Parshat Chukat 2018


Parshat Chukat
By: Rabbi Moshe Goodman, Kollel Ohr Shlomo, Hebron


לשכנו תדרשו
Inviting the Holy Presence in Our Holy Land
And He shall See the Copper Snake and Live

“Cure us HaShem and we shall be cured…” The prophet Malachi (3, 20) teaches us that a cure to maladies lies with the light of the sun. Spiritually speaking this means that through the “illumination” of the Holy Presence on one’s soul, one is able to expel the spiritual darkness that brought about a sickness in the first place. In this way, the Land of Israel, Land of the Holy Presence’s illumination, is the cure both for our People’s national and individual maladies.
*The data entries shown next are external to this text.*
use axum::extract::State;
use axum::http::StatusCode;
use axum::Json;
use serde_json::json;

use crate::api::AppState;

pub async fn health() -> Json<serde_json::Value> {
    Json(json!({"status": "ok"}))
}

/// Ready once the ledger answers and the registry holds a configuration.
pub async fn ready(State(state): State<AppState>) -> (StatusCode, Json<serde_json::Value>) {
    match state.registry.config().await {
        Ok(cfg) => (
            StatusCode::OK,
            Json(json!({"status": "ready", "nextPoolId": cfg.next_pool_id})),
        ),
        Err(e) => {
            tracing::warn!(error = %e, "readiness check failed");
            (
                StatusCode::SERVICE_UNAVAILABLE,
                Json(json!({"status": "unavailable", "error": e.to_string()})),
            )
        }
    }
}

#[cfg(test)]
mod tests {
    use super::*;

    #[tokio::test]
    async fn test_health_returns_ok() {
        let Json(body) = health().await;
        assert_eq!(body["status"], "ok");
    }
}
pub mod api;
pub mod config;
pub mod db;
pub mod domain;
pub mod engine;
pub mod error;
pub mod external;

pub use config::Config;
pub use db::{init_db, Repository};
pub use domain::{Address, Amount, EngineEvent, GlobalConfig, Pool, PoolId, PoolStatus, Timestamp};
pub use engine::{Collaborators, LifecycleController, PoolPolicy, Registry};
pub use error::{AppError, EngineError};
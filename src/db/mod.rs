//! SQLite persistence for the pool ledger.
//!
//! This module provides:
//! - Database initialization and schema setup
//! - The `Repository`, which loads pool books and commits each engine
//!   operation in a single transaction

pub mod migrations;
pub mod repo;

pub use migrations::init_db;
pub use repo::{RefundReason, RefundRow, RefundStatus, Repository};
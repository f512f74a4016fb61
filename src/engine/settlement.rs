//! Settlement: swap, fee, winner draw, and payouts for a finalizing pool.

use crate::domain::{
    Address, Amount, GlobalConfig, PoolBook, BPS_DENOMINATOR, MAX_WINNERS,
};
use crate::error::EngineError;
use crate::external::{
    ExchangeService, PayoutService, RandomnessSource, Seed, SwapRequest, TransferReceipt,
    TransferRequest,
};
use sha2::{Digest, Sha256};
use std::sync::Arc;
use std::time::Duration;
use tracing::{error, info, warn};

/// How a reward amount is split.
#[derive(Debug, Clone, Copy, PartialEq, Eq)]
pub struct Distribution {
    pub reward: Amount,
    pub fee_bps: u16,
    pub fee: Amount,
    pub distributable: Amount,
    pub payout_per_winner: Amount,
    /// Integer-division dust, kept by the platform.
    pub remainder: Amount,
}

impl Distribution {
    /// Total sent to the treasury: the fee plus undistributed dust.
    pub fn treasury_share(&self) -> Amount {
        Amount::new(self.fee.as_u128() + self.remainder.as_u128())
    }
}

/// `floor(reward * bps / 10_000)` without overflowing for any u128 reward.
pub fn compute_fee(reward: Amount, fee_bps: u16) -> Amount {
    let r = reward.as_u128();
    let bps = fee_bps as u128;
    let whole = (r / BPS_DENOMINATOR) * bps;
    let partial = (r % BPS_DENOMINATOR) * bps / BPS_DENOMINATOR;
    Amount::new(whole + partial)
}

pub fn compute_distribution(reward: Amount, fee_bps: u16, winner_count: usize) -> Distribution {
    let fee = compute_fee(reward, fee_bps);
    let distributable = reward.saturating_sub(fee);
    let (payout_per_winner, remainder) = if winner_count == 0 {
        (Amount::ZERO, distributable)
    } else {
        let n = winner_count as u128;
        (
            Amount::new(distributable.as_u128() / n),
            Amount::new(distributable.as_u128() % n),
        )
    };
    Distribution {
        reward,
        fee_bps,
        fee,
        distributable,
        payout_per_winner,
        remainder,
    }
}

/// Draw `min(MAX_WINNERS, n)` distinct depositors.
///
/// With at most `MAX_WINNERS` depositors everyone wins in deposit order.
/// Otherwise a partial Fisher-Yates shuffle is driven by
/// `sha256(seed || round)`, so the draw is reproducible from the seed.
pub fn select_winners(depositors: &[Address], seed: &[u8; 32]) -> Vec<Address> {
    if depositors.len() <= MAX_WINNERS {
        return depositors.to_vec();
    }

    let n = depositors.len();
    let mut indices: Vec<usize> = (0..n).collect();
    for round in 0..MAX_WINNERS {
        let mut hasher = Sha256::new();
        hasher.update(seed);
        hasher.update((round as u32).to_be_bytes());
        let digest = hasher.finalize();

        let mut word = [0u8; 16];
        word.copy_from_slice(&digest[..16]);
        let draw = u128::from_be_bytes(word);

        let span = (n - round) as u128;
        let j = round + (draw % span) as usize;
        indices.swap(round, j);
    }

    indices[..MAX_WINNERS]
        .iter()
        .map(|&i| depositors[i].clone())
        .collect()
}

/// Outcome of a successful settlement, not yet committed to the ledger.
#[derive(Debug, Clone)]
pub struct Settlement {
    pub distribution: Distribution,
    pub winners: Vec<Address>,
    pub seed: Option<Seed>,
    pub receipts: Vec<TransferReceipt>,
}

impl Settlement {
    /// Winners paired with what each received.
    pub fn payouts(&self) -> Vec<(Address, Amount)> {
        self.winners
            .iter()
            .map(|w| (w.clone(), self.distribution.payout_per_winner))
            .collect()
    }
}

#[derive(Debug, Clone)]
pub struct SettlementEngine {
    exchange: Arc<dyn ExchangeService>,
    payouts: Arc<dyn PayoutService>,
    randomness: Arc<dyn RandomnessSource>,
    swap_timeout: Duration,
}

impl SettlementEngine {
    pub fn new(
        exchange: Arc<dyn ExchangeService>,
        payouts: Arc<dyn PayoutService>,
        randomness: Arc<dyn RandomnessSource>,
        swap_timeout: Duration,
    ) -> Self {
        Self {
            exchange,
            payouts,
            randomness,
            swap_timeout,
        }
    }

    /// Run settlement for `book` under `config`.
    ///
    /// On error no transfer survives: anything already pushed is reversed
    /// before returning. On success the caller owns the receipts and must call
    /// [`SettlementEngine::unwind`] if it cannot commit the result.
    pub async fn settle(
        &self,
        book: &PoolBook,
        config: &GlobalConfig,
    ) -> Result<Settlement, EngineError> {
        let pool = &book.pool;
        let fee_bps = config.platform_fee_bps;

        if pool.total_deposited.is_zero() {
            return Ok(Settlement {
                distribution: compute_distribution(Amount::ZERO, fee_bps, 0),
                winners: Vec::new(),
                seed: None,
                receipts: Vec::new(),
            });
        }

        let seed = if book.depositors().len() > MAX_WINNERS {
            let seed = self.randomness.seed(pool.id).await.map_err(|e| {
                warn!(pool_id = %pool.id, error = %e, "randomness unavailable");
                EngineError::SettlementFailed(format!("randomness: {}", e))
            })?;
            Some(seed)
        } else {
            None
        };

        let reward = self.swap(book, config).await?;
        let winners = match &seed {
            Some(seed) => select_winners(book.depositors(), &seed.bytes),
            None => book.depositors().to_vec(),
        };
        let distribution = compute_distribution(reward, fee_bps, winners.len());

        let mut transfers = Vec::with_capacity(winners.len() + 1);
        transfers.push(TransferRequest::treasury(
            pool.id,
            config.treasury.clone(),
            distribution.treasury_share(),
        ));
        for winner in &winners {
            transfers.push(TransferRequest::winner(
                pool.id,
                winner.clone(),
                distribution.payout_per_winner,
            ));
        }

        let mut receipts = Vec::with_capacity(transfers.len());
        for request in transfers {
            if request.amount.is_zero() {
                continue;
            }
            match self.payouts.transfer(&request).await {
                Ok(receipt) => receipts.push(receipt),
                Err(e) => {
                    warn!(
                        pool_id = %pool.id,
                        recipient = %request.recipient,
                        amount = %request.amount,
                        error = %e,
                        "payout failed, unwinding settlement"
                    );
                    let stranded = self.unwind(&receipts).await;
                    let mut reason = format!("payout to {}: {}", request.recipient, e);
                    if !stranded.is_empty() {
                        reason.push_str(&format!(
                            "; {} transfer(s) could not be reversed",
                            stranded.len()
                        ));
                    }
                    return Err(EngineError::SettlementFailed(reason));
                }
            }
        }

        info!(
            pool_id = %pool.id,
            reward = %distribution.reward,
            fee = %distribution.fee,
            payout_per_winner = %distribution.payout_per_winner,
            winners = winners.len(),
            "settlement executed"
        );

        Ok(Settlement {
            distribution,
            winners,
            seed,
            receipts,
        })
    }

    async fn swap(&self, book: &PoolBook, config: &GlobalConfig) -> Result<Amount, EngineError> {
        let request = SwapRequest {
            pool_id: book.pool.id,
            exchange: config.exchange.clone(),
            token: book.pool.token.clone(),
            amount: book.pool.total_deposited,
        };

        match tokio::time::timeout(self.swap_timeout, self.exchange.swap(&request)).await {
            Ok(Ok(reward)) => Ok(reward),
            Ok(Err(e)) => {
                warn!(pool_id = %book.pool.id, error = %e, "swap failed");
                Err(EngineError::SettlementFailed(format!("exchange: {}", e)))
            }
            Err(_) => {
                warn!(
                    pool_id = %book.pool.id,
                    timeout_ms = self.swap_timeout.as_millis() as u64,
                    "swap timed out"
                );
                Err(EngineError::SettlementFailed(format!(
                    "exchange timed out after {}ms",
                    self.swap_timeout.as_millis()
                )))
            }
        }
    }

    /// Reverse executed transfers, newest first.
    ///
    /// Returns the receipts that could not be reversed. Those transfers stay
    /// in effect, and their idempotency keys keep a retried settlement from
    /// paying the same recipients twice.
    pub async fn unwind(&self, receipts: &[TransferReceipt]) -> Vec<TransferReceipt> {
        let mut stranded = Vec::new();
        for receipt in receipts.iter().rev() {
            if let Err(e) = self.payouts.reverse(receipt).await {
                error!(
                    transfer_id = %receipt.id,
                    idempotency_key = %receipt.idempotency_key,
                    recipient = %receipt.recipient,
                    amount = %receipt.amount,
                    error = %e,
                    "failed to reverse transfer"
                );
                stranded.push(receipt.clone());
            }
        }
        stranded
    }
}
This week’s parsha describes, for the first time, the events of the generation that indeed merited to enter the Land of Israel after 40 years in the wilderness. One of these events is the incident of the biting snakes after the People’s complaint to Moshe. In response to this, Moshe Rabeinu is commanded to place a snake on a staff, which will cause the People to look to the heavens and then be cured. Our Sages explain (Mishna Rosh HaShana ch. 3) that the snake in of itself has no curative ability. Rather, it is the People’s gaze at the heavens, when looking at this snake, that causes the People to believe that the “biting snakes” have been brought upon them through Heavenly Providence, and it this belief in God and this reception of the “yoke of Heaven” that cures them and removes the threat of the “biting snakes” from them.
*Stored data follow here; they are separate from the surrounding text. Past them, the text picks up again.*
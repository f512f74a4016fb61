pub mod admin;
pub mod health;
pub mod pools;
pub mod users;

use crate::db::Repository;
use crate::domain::Address;
use crate::engine::{LifecycleController, Registry};
use crate::error::AppError;
use axum::{
    routing::{get, post},
    Router,
};
use serde::Deserialize;
use std::str::FromStr;
use std::sync::Arc;
use tower_http::cors::{Any, CorsLayer};

#[derive(Clone)]
pub struct AppState {
    pub repo: Arc<Repository>,
    pub registry: Arc<Registry>,
    pub lifecycle: Arc<LifecycleController>,
}

impl AppState {
    pub fn new(repo: Arc<Repository>, lifecycle: Arc<LifecycleController>) -> Self {
        Self {
            repo,
            registry: lifecycle.registry().clone(),
            lifecycle,
        }
    }
}

/// Body of commands that only need the acting identity.
#[derive(Debug, Deserialize)]
pub struct CallerBody {
    pub caller: String,
}

pub(crate) fn parse_address(raw: &str, field: &str) -> Result<Address, AppError> {
    Address::from_str(raw).map_err(|e| AppError::BadRequest(format!("Invalid {}: {}", field, e)))
}

pub fn create_router(state: AppState) -> Router {
    let cors = CorsLayer::new()
        .allow_origin(Any)
        .allow_methods(Any)
        .allow_headers(Any);

    Router::new()
        .route("/health", get(health::health))
        .route("/ready", get(health::ready))
        .route("/v1/config", get(admin::get_config))
        .route("/v1/admin/treasury", post(admin::set_treasury))
        .route("/v1/admin/exchange", post(admin::set_exchange))
        .route("/v1/admin/fee", post(admin::set_fee))
        .route("/v1/pools", post(pools::create_pool))
        .route("/v1/pools/:id", get(pools::get_pool))
        .route("/v1/pools/:id/depositors", get(pools::get_depositors))
        .route("/v1/pools/:id/deposits", post(pools::deposit))
        .route("/v1/pools/:id/deposits/:user", get(pools::get_user_deposit))
        .route("/v1/pools/:id/events", get(pools::get_events))
        .route("/v1/pools/:id/cancel", post(pools::cancel_pool))
        .route("/v1/pools/:id/finalize", post(pools::finalize_pool))
        .route(
            "/v1/pools/:id/emergency-withdraw",
            post(pools::emergency_withdraw),
        )
        .route("/v1/pools/:id/refunds", get(pools::get_refunds))
        .route("/v1/pools/:id/refunds/retry", post(pools::retry_refunds))
        .route("/v1/users/:user/pools", get(users::get_user_pools))
        .route("/v1/users/:user/deposits", get(users::get_user_deposits))
        .layer(cors)
        .with_state(state)
}
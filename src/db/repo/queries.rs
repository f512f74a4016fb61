//! Read-only accessors backing the query surface.
//!
//! None of these fail for identities or pools without history; they return
//! empty collections or zero instead.

use super::{address_col, amount_col, decode_err, Repository};
use crate::domain::{Address, Amount, EngineEvent, PoolId, UserDeposit};
use sqlx::Row;

impl Repository {
    /// Winners of a pool in draw order.
    pub async fn get_pool_winners(&self, pool_id: PoolId) -> Result<Vec<Address>, sqlx::Error> {
        let rows = sqlx::query("SELECT winner FROM winners WHERE pool_id = ? ORDER BY rank ASC")
            .bind(pool_id.as_i64())
            .fetch_all(&self.pool)
            .await?;
        rows.iter().map(|r| address_col(r, "winner")).collect()
    }

    /// Payout pushed to each winner, in draw order.
    pub async fn get_winner_payouts(
        &self,
        pool_id: PoolId,
    ) -> Result<Vec<(Address, Amount)>, sqlx::Error> {
        let rows = sqlx::query(
            "SELECT winner, payout FROM winners WHERE pool_id = ? ORDER BY rank ASC",
        )
        .bind(pool_id.as_i64())
        .fetch_all(&self.pool)
        .await?;
        rows.iter()
            .map(|r| Ok((address_col(r, "winner")?, amount_col(r, "payout")?)))
            .collect()
    }

    /// Depositors of a pool in first-deposit order.
    pub async fn get_pool_depositors(
        &self,
        pool_id: PoolId,
    ) -> Result<Vec<Address>, sqlx::Error> {
        let rows =
            sqlx::query("SELECT depositor FROM deposits WHERE pool_id = ? ORDER BY seq ASC")
                .bind(pool_id.as_i64())
                .fetch_all(&self.pool)
                .await?;
        rows.iter().map(|r| address_col(r, "depositor")).collect()
    }

    /// Cumulative amount `user` deposited into a pool; zero if none.
    pub async fn get_user_deposit(
        &self,
        pool_id: PoolId,
        user: &Address,
    ) -> Result<Amount, sqlx::Error> {
        let row = sqlx::query("SELECT amount FROM deposits WHERE pool_id = ? AND depositor = ?")
            .bind(pool_id.as_i64())
            .bind(user.as_str())
            .fetch_optional(&self.pool)
            .await?;
        match row {
            Some(r) => amount_col(&r, "amount"),
            None => Ok(Amount::ZERO),
        }
    }

    /// Pools `user` created or deposited into, ascending and distinct.
    pub async fn get_user_pools(&self, user: &Address) -> Result<Vec<PoolId>, sqlx::Error> {
        let rows = sqlx::query(
            r#"
            SELECT id AS pool_id FROM pools WHERE creator = ?
            UNION
            SELECT pool_id FROM deposits WHERE depositor = ?
            ORDER BY pool_id ASC
            "#,
        )
        .bind(user.as_str())
        .bind(user.as_str())
        .fetch_all(&self.pool)
        .await?;
        Ok(rows
            .iter()
            .map(|r| PoolId::new(r.get::<i64, _>("pool_id") as u64))
            .collect())
    }

    /// Every pool `user` deposited into, with the cumulative amount.
    pub async fn get_user_deposits(
        &self,
        user: &Address,
    ) -> Result<Vec<UserDeposit>, sqlx::Error> {
        let rows = sqlx::query(
            "SELECT pool_id, amount FROM deposits WHERE depositor = ? ORDER BY pool_id ASC",
        )
        .bind(user.as_str())
        .fetch_all(&self.pool)
        .await?;
        rows.iter()
            .map(|r| {
                Ok(UserDeposit {
                    pool_id: PoolId::new(r.get::<i64, _>("pool_id") as u64),
                    amount: amount_col(r, "amount")?,
                })
            })
            .collect()
    }

    /// Events in commit order, optionally restricted to one pool.
    pub async fn query_events(
        &self,
        pool_id: Option<PoolId>,
    ) -> Result<Vec<EngineEvent>, sqlx::Error> {
        let rows = match pool_id {
            Some(id) => {
                sqlx::query("SELECT payload FROM events WHERE pool_id = ? ORDER BY id ASC")
                    .bind(id.as_i64())
                    .fetch_all(&self.pool)
                    .await?
            }
            None => {
                sqlx::query("SELECT payload FROM events ORDER BY id ASC")
                    .fetch_all(&self.pool)
                    .await?
            }
        };
        rows.iter()
            .map(|r| {
                let payload: String = r.get("payload");
                serde_json::from_str(&payload).map_err(decode_err)
            })
            .collect()
    }
}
It seems that this incident prepares the People about to enter the Holy Land for the type of speculation needed for events especially in the Holy Land of Divine Providence. We should remember that the “snake” first appears in the Torah in context of the first sin of Adam and Hava. In this way, the image of the snake in many of our sources is associated with the powers of evil. Nevertheless, it seems that the Torah wishes to teach us that even when we are confronted with the powers of evil, we should remember that even there the Divine Providence is acting to awaken us to concentrate on HaShem’s Providence, taking on the “yoke of Heaven” and searching our ways to find what HaShem is “communicating” to us through the trials and tribulations that evil forces press upon us.

In this way, Hebron, which means “connection” illuminates our souls with the light of the Holy Land, reminding us that whatever we confront, as difficult as it may be – let us raise our eyes to the Heavens to “connect” to HaShem and remember that HaShem is “connecting” and “communicating” with us, to cure us with His mercy.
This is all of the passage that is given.